En la ciudad la gente tiene perros para mirar a los ojos de una mente sin palabras. Nada calma más la angustia que mirarse fijo y dulce con un animal que huele mal y tiene una urgencia en ladridos sin discurso por salir a mear a la vereda.

Los perros no me importan. A los cinco años sentí el calor en las manos del cachorro amarillo que me regalaba mi padre. Era un mediodía de verano en el bar de un balneario con sillas de mimbre verde, paredes blanqueadas a la cal y el olor de la fruta fermentando en una jarra de vino blanco.

Los perros son zorros sin segundas intenciones. Lo mejor de tener un perro es ver cómo se sorprende de manera nueva cada vez que ve al dueño u a otros perros en la plaza. Todo lo que le pasa a un perro le pasa por primera vez, eso es mucho para ver si a vos te pasa poco.
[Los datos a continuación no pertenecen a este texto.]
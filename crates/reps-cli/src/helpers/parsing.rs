//! Parsing helpers for datetimes, record enums and exercise specs.

use chrono::{DateTime, Local, NaiveDate, TimeZone, Utc};

use reps_core::storage::{ExerciseInstance, Feeling, MovementType, WorkoutExercise};

use crate::errors::CliError;

/// Parse a datetime string (ISO-8601, or YYYY-MM-DD as local noon).
pub fn parse_datetime(value: &str) -> anyhow::Result<DateTime<Utc>> {
    if let Ok(parsed) = DateTime::parse_from_rfc3339(value) {
        return Ok(parsed.with_timezone(&Utc));
    }

    if let Ok(date) = NaiveDate::parse_from_str(value, "%Y-%m-%d") {
        // Noon keeps the calendar day stable across DST shifts.
        let naive = date
            .and_hms_opt(12, 0, 0)
            .ok_or_else(|| CliError::invalid_input(format!("Invalid date value: {}", value)))?;
        let local = Local
            .from_local_datetime(&naive)
            .earliest()
            .ok_or_else(|| CliError::invalid_input(format!("Invalid local time: {}", value)))?;
        return Ok(local.with_timezone(&Utc));
    }

    Err(CliError::invalid_input(format!(
        "Invalid date/time (expected ISO-8601 or YYYY-MM-DD): {}",
        value
    ))
    .into())
}

pub fn parse_movement_type(value: &str) -> anyhow::Result<MovementType> {
    value
        .parse()
        .map_err(|e: reps_core::RepsError| CliError::invalid_input(e.to_string()).into())
}

pub fn parse_feeling(value: &str) -> anyhow::Result<Feeling> {
    value
        .parse()
        .map_err(|e: reps_core::RepsError| CliError::invalid_input(e.to_string()).into())
}

/// One `name[:sets[:reps[:weight]]]` argument. Empty segments stay unset.
#[derive(Debug, Clone, PartialEq)]
pub struct ExerciseSpec {
    pub name: String,
    pub sets: Option<u32>,
    pub reps: Option<u32>,
    pub weight: Option<f64>,
}

impl From<ExerciseSpec> for WorkoutExercise {
    fn from(spec: ExerciseSpec) -> Self {
        WorkoutExercise {
            name: spec.name,
            sets: spec.sets,
            reps: spec.reps,
            weight: spec.weight,
        }
    }
}

impl From<ExerciseSpec> for ExerciseInstance {
    fn from(spec: ExerciseSpec) -> Self {
        let mut instance = ExerciseInstance::new(spec.name);
        instance.sets = spec.sets;
        instance.reps = spec.reps;
        instance.weight = spec.weight;
        instance
    }
}

pub fn parse_exercise_spec(value: &str) -> anyhow::Result<ExerciseSpec> {
    let mut parts = value.split(':');
    let name = parts.next().unwrap_or_default().trim();
    if name.is_empty() {
        return Err(CliError::invalid_input(format!(
            "Exercise needs a name (expected name[:sets[:reps[:weight]]]): {}",
            value
        ))
        .into());
    }

    let sets = parse_count(parts.next(), "sets", value)?;
    let reps = parse_count(parts.next(), "reps", value)?;
    let weight = match parts.next().map(str::trim).filter(|s| !s.is_empty()) {
        None => None,
        Some(raw) => {
            let weight: f64 = raw.parse().map_err(|_| {
                CliError::invalid_input(format!("Invalid weight \"{}\" in {}", raw, value))
            })?;
            if !weight.is_finite() || weight < 0.0 {
                return Err(CliError::invalid_input(format!(
                    "Weight must be a non-negative number: {}",
                    value
                ))
                .into());
            }
            Some(weight)
        }
    };

    if parts.next().is_some() {
        return Err(CliError::invalid_input(format!(
            "Too many fields (expected name[:sets[:reps[:weight]]]): {}",
            value
        ))
        .into());
    }

    Ok(ExerciseSpec {
        name: name.to_string(),
        sets,
        reps,
        weight,
    })
}

pub fn parse_exercise_specs(values: &[String]) -> anyhow::Result<Vec<ExerciseSpec>> {
    values.iter().map(|v| parse_exercise_spec(v)).collect()
}

/// Split an `EXERCISE=VALUE` argument at the first `=`.
pub fn parse_exercise_assignment(value: &str, flag: &str) -> anyhow::Result<(String, String)> {
    let parsed = value
        .split_once('=')
        .map(|(name, rest)| (name.trim(), rest.trim()))
        .filter(|(name, _)| !name.is_empty());
    match parsed {
        Some((name, rest)) => Ok((name.to_string(), rest.to_string())),
        None => Err(CliError::invalid_input(format!(
            "Expected --{} EXERCISE=VALUE: {}",
            flag, value
        ))
        .into()),
    }
}

fn parse_count(segment: Option<&str>, field: &str, spec: &str) -> anyhow::Result<Option<u32>> {
    match segment.map(str::trim).filter(|s| !s.is_empty()) {
        None => Ok(None),
        Some(raw) => raw.parse().map(Some).map_err(|_| {
            CliError::invalid_input(format!("Invalid {} \"{}\" in {}", field, raw, spec)).into()
        }),
    }
}

#[cfg(test)]
mod tests {
    use super::*;
    use reps_core::stats::local_day;

    #[test]
    fn test_parse_datetime_rfc3339() {
        let parsed = parse_datetime("2026-03-01T08:30:00Z").expect("parse");
        assert_eq!(parsed.to_rfc3339(), "2026-03-01T08:30:00+00:00");
    }

    #[test]
    fn test_parse_date_keeps_local_day() {
        let parsed = parse_datetime("2026-03-01").expect("parse");
        assert_eq!(local_day(parsed).to_string(), "2026-03-01");
    }

    #[test]
    fn test_parse_datetime_rejects_garbage() {
        let err = parse_datetime("yesterday").expect_err("should fail");
        assert!(err.downcast_ref::<CliError>().is_some());
    }

    #[test]
    fn test_exercise_spec_full() {
        let spec = parse_exercise_spec("Bench Press:3:8:135.5").expect("parse");
        assert_eq!(spec.name, "Bench Press");
        assert_eq!(spec.sets, Some(3));
        assert_eq!(spec.reps, Some(8));
        assert_eq!(spec.weight, Some(135.5));
    }

    #[test]
    fn test_exercise_spec_partial() {
        let spec = parse_exercise_spec("Plank").expect("parse");
        assert_eq!(spec.sets, None);

        let spec = parse_exercise_spec("Squat::5").expect("parse");
        assert_eq!(spec.sets, None);
        assert_eq!(spec.reps, Some(5));
        assert_eq!(spec.weight, None);
    }

    #[test]
    fn test_exercise_spec_errors() {
        assert!(parse_exercise_spec(":3:8").is_err());
        assert!(parse_exercise_spec("Row:three").is_err());
        assert!(parse_exercise_spec("Row:3:8:-5").is_err());
        assert!(parse_exercise_spec("Row:3:8:100:extra").is_err());
    }

    #[test]
    fn test_exercise_assignment() {
        let (name, tag) =
            parse_exercise_assignment("Bench Press = To failure", "tag").expect("parse");
        assert_eq!(name, "Bench Press");
        assert_eq!(tag, "To failure");

        let (_, text) = parse_exercise_assignment("Row=", "note").expect("parse");
        assert_eq!(text, "");

        let (_, text) = parse_exercise_assignment("Row=a=b", "note").expect("parse");
        assert_eq!(text, "a=b");

        assert!(parse_exercise_assignment("Row", "tag").is_err());
        assert!(parse_exercise_assignment("=heavy", "tag").is_err());
    }

    #[test]
    fn test_enum_parsing_maps_to_invalid_input() {
        assert_eq!(parse_movement_type("Walked").expect("parse"), MovementType::Walked);
        assert_eq!(parse_feeling("rough").expect("parse"), Feeling::Rough);
        let err = parse_feeling("meh").expect_err("should fail");
        assert!(matches!(
            err.downcast_ref::<CliError>(),
            Some(CliError::InvalidInput(_))
        ));
    }
}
Está la mafia de dueños de perros que van a la plaza. Son comentaristas de fútbol de las afinidades y mala onda entre sí de los perros que corren levantando polvo, en tiempo de descuento para volver al departamento.

Pedrito era punk en los noventa. Paseaba perros unas pocas cuadras hasta su monoambiente, donde los soltaba para dormir unas horas antes de devolverlos. Los perros se aburrían echados sin ladrar, cómplices de Pedrito en la siesta larga.

Vas con un perro por la calle, pasa una chica con otro y automáticamente tenes derecho a hablarle. Un desalmado quería novia y se compró un perro. Conoció a una chica en plaza Pellegrini que resultó ser la hija de un señor muy poderoso. Se casaron, el tipo festejaba haberse salvado y al mismo tiempo tenía la angustia de no poder decidir el lugar de vacaciones y otras cosas que lo hacían sentir miserable.

Tener un perro es ser padre de un hijo de otra especie. Eso también es triste como la clase de amor que no puede ser correspondido del todo. Igual los hijos humanos nacen para ser crueles y no amar del todo a sus padres.

El olor de los perros le cierra la garganta del asco a quien entra por primera vez a su casa. Pero las casas en las que salta un perro en general reciben pocas visitas, o reciben visitas de gente muy cercana, a las que les resulta fácil el esfuerzo de respirar por la boca.

Mi hijo tiene un perro atolondrado de cuerpo fino y pecho musculoso. A veces me los encuentro y se ocupa de demostrarme que soy la autoridad. O al menos eso pienso yo, que pongo ideas adonde hay instinto o confusión.

Los dueños de los perros levantan el desecho de manera minuciosa. Se saben observados en la tarea por los que no tenemos perros y disfrutamos del momento de desgracia ajena. Hay una dignidad republicana en la tarea, en el calor que, me imagino, se siente a través del nylon.